TASK REQUIREMENTS: Reproduce the records exactly, beginning with their first line and ending with the line that contains "cards as SVG", and output nothing more.

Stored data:
=-=-=-=-=
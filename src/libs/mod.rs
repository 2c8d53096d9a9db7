//! Core library modules for tradelog.
//!
//! ## Features
//!
//! - **Job Model**: Job records, form validation and the in-memory job log
//! - **Formatting**: Durations and plain-text job summaries
//! - **Rendering**: Light-themed summary cards as SVG
//! - **Export**: Rasterization and single-page A4 PDF composition
//! - **Sharing**: Download, WhatsApp and email delivery with busy-state tracking
//! - **Infrastructure**: Configuration, data storage, messaging, location capture
//!
//! ## Usage
//!
//! ```rust,no_run
//! use tradelog::libs::{card::SummaryCard, export::PdfExporter, job::JobLog};
//!
//! # async fn run() -> anyhow::Result<()> {
//! let log = JobLog::from_sheet(std::path::Path::new("jobs.json"))?;
//! if let Some(job) = log.jobs().first() {
//!     let artifact = PdfExporter::default().export(&SummaryCard::render(job)).await;
//!     println!("exported: {}", artifact.is_some());
//! }
//! # Ok(())
//! # }
//! ```

pub mod card;
pub mod config;
pub mod data_storage;
pub mod export;
pub mod formatter;
pub mod job;
pub mod location;
pub mod messages;
pub mod platform;
pub mod share;
pub mod summary;
pub mod view;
=-=-=-=-=
TASK OUTPUT:
filename src/libs/mod.rs
repository 2c8d53096d9a9db7
//! Core library modules for tradelog.
//!
//! ## Features
//!
//! - **Job Model**: Job records, form validation and the in-memory job log
//! - **Formatting**: Durations and plain-text job summaries
//! - **Rendering**: Light-themed summary cards as SVG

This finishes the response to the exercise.